Research on the neuroendocrine regulation of EOD waveform in Brachyhypopomus gauderio (Allee et al., 2008; Markham et al., 2009a; Stoddard et al., 2003) ultimately led to identification of melanocortin peptide hormones as factors producing rapid changes in electrocyte discharge waveform. These peptide hormones such as adrenocorticotropic hormone or α-melanocyte stimulating hormone bind to G-protein-coupled receptors in the electrocyte membrane and activate a cAMP/PKA pathway that modulates both the AP waveforms and the delay between the APs, producing changes in EOD duration and amplitude, respectively (Markham and Stoddard, 2005). The same neuroendocrine axis is responsible for rapid circadian- and socially controlled changes in EOD amplitude in Sternopygus, where circulating melanocortin peptides regulate the trafficking of voltage-gated ion channels into the electrocyte membrane within minutes of social encounters (Markham et al., 2009b). This process is remarkable for its speed as well as for its clear connection of a vertebrate communication signal to its underlying molecular events.

Most recently, a number of studies have shown that steroid and peptide hormones have interactive effects on electrocyte excitability and EOD waveform. In addition to modulating the baseline EOD characteristics, steroid hormones also regulate the plasticity of EOD waveform changes in response to social interactions and injections of melanocortin hormones (Allee et al., 2009; Gavassa et al., 2011; Goldina et al., 2011; Salazar and Stoddard, 2009). Taken together, these outcomes strongly suggest that electrocytes are the cell-autonomous point of convergence where long-term effects of steroid hormones shape the nature of short-term EOD waveform regulation by peptide hormones. The cellular-level interaction of slow steroid effects and faster peptidergic regulation appears to be the primary mechanism through which EOD waveform carries important information about the sex, identity, social history and condition of the signaler. Gavassa and colleagues in this issue (Gavassa et al., 2013) address in detail the endocrine mechanisms that encode and integrate ecological history, seasonal variables, social cues and current conditions to determine relevant EOD waveform characteristics. No studies to date, however, have directly investigated at the electrocyte level how exactly steroid and peptide hormones interact to co-regulate the electrocyte discharge.

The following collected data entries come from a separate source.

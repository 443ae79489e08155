use super::{Action, Bot, GameState, RoundState, TerminalState};
use crate::engine::action::ActionKind;

/// Baseline that never folds: calls every bet and checks back otherwise.
#[derive(Debug, Clone, Copy, Default)]
pub struct CallingBot;

impl Bot for CallingBot {
    fn new_round(&mut self, _game: &GameState, _round: &RoundState, _seat: usize) {}

    fn round_over(&mut self, _game: &GameState, _terminal: &TerminalState, _seat: usize) {}

    fn get_action(&mut self, _game: &GameState, round: &RoundState, _seat: usize) -> Action {
        if round.legal.contains(ActionKind::Call) {
            Action::Call
        } else if round.legal.contains(ActionKind::Check) {
            Action::Check
        } else {
            Action::Fold
        }
    }
}
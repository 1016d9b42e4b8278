use std::path::PathBuf;

use clap::Args;

use crate::error::Result;
use crate::output::{CheckFormatter, PlainTextFormatter};
use crate::scenario::Scenario;

#[derive(Args)]
pub(crate) struct CheckArgs {
    /// Scenario file to validate
    pub(crate) scenario: PathBuf,
}

pub(crate) fn run(args: &CheckArgs) -> Result<()> {
    let scenario = Scenario::load(&args.scenario)?;
    let forward = scenario.retry.to_policy("retry")?;
    let compensation = scenario.compensation.to_policy("compensation")?;

    print!(
        "{}",
        PlainTextFormatter.format_scenario(&scenario, &forward, &compensation)
    );
    Ok(())
}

Recent research on the hormonally regulated plasticity of electrocyte function has uncovered a number of phenomena not anticipated by early work on electrocyte physiology, and has raised a number of important questions still in need of resolution at the cellular, ecological and evolutionary levels. For example, in all known cases of rapid EOD modulation, activation of PKA is the key intracellular signal driving the underlying changes in electrocyte excitability (Markham and Stoddard, 2005; McAnelly et al., 2003). The exact phosphorylation targets, however, are not yet known and could include direct phosphorylation of ion channels, vesicular trafficking components or other regulators of ion channel function. In addition, while the ionic mechanisms of rapid EOD modulation have been characterized in S. macrurus, corresponding mechanisms have not yet been identified in biphasic pulse fish such as B. gauderio, an apparent specialist in rapid EOD modulation. Because the electrocytes of biphasic or multiphasic gymnotiforms possess two distinct areas of excitable membrane, currents are likely expressed differentially on the electrocyte's two excitable membrane faces, precluding analysis by whole-cell voltage clamp. In my own work, gigaseal cell-attached patch recordings have proven impossible in these tissues because of excessive adherent tissue near the electrocyte membrane. However, I have recently recorded fast voltage-gated currents from each face of B. gauderio electrocytes by using an enhanced cell-attached loose patch technique (Almers et al. 1983; Stuhmer and Almers, 1982) (Fig. 2). Planned application of these procedures should allow analysis of the exact ion current modulations that produce rapid changes in EOD amplitude and duration in biphasic gymnotiforms such as B. gauderio.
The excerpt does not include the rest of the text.